--- Dataset excerpts Enclosed Below ---

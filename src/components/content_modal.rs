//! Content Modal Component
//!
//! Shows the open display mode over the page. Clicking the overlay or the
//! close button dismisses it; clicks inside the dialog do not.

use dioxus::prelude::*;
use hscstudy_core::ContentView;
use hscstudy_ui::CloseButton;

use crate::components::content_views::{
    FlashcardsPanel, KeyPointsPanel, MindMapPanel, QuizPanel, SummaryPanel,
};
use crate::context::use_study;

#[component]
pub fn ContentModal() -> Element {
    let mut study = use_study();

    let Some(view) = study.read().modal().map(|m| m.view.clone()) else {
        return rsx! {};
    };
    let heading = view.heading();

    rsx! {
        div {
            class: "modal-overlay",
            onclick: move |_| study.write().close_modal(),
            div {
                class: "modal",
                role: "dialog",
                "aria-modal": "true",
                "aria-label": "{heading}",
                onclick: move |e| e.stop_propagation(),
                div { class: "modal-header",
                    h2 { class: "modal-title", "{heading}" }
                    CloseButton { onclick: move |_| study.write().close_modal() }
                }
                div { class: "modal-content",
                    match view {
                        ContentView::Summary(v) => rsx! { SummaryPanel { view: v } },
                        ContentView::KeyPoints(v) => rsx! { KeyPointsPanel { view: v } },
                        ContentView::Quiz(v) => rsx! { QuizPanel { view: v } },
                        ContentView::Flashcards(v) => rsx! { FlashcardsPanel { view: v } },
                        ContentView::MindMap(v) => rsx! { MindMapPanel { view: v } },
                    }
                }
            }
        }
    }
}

--- End of Enclosed Dataset excerpts ---
--- Dataset excerpts Enclosed Below ---

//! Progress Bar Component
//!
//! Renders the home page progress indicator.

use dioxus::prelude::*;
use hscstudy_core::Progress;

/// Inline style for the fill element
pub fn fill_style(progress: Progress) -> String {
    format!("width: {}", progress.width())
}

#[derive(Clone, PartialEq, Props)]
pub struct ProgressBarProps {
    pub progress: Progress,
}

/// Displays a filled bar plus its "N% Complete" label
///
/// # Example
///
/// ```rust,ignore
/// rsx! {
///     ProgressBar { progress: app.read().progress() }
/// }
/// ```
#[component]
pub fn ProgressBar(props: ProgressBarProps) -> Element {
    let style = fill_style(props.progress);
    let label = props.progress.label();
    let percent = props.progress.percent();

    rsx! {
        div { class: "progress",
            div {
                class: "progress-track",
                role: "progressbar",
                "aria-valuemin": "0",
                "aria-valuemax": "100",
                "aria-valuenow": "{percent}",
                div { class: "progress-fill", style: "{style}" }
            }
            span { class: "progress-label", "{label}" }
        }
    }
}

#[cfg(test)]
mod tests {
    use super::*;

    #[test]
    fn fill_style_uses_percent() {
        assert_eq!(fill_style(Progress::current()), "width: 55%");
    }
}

--- End of Enclosed Dataset excerpts ---

Task brief – Which lines above contain the word "crate"? Copy all of them.

Result of the exercise –
use crate::components::content_views::{
use crate::context::use_study;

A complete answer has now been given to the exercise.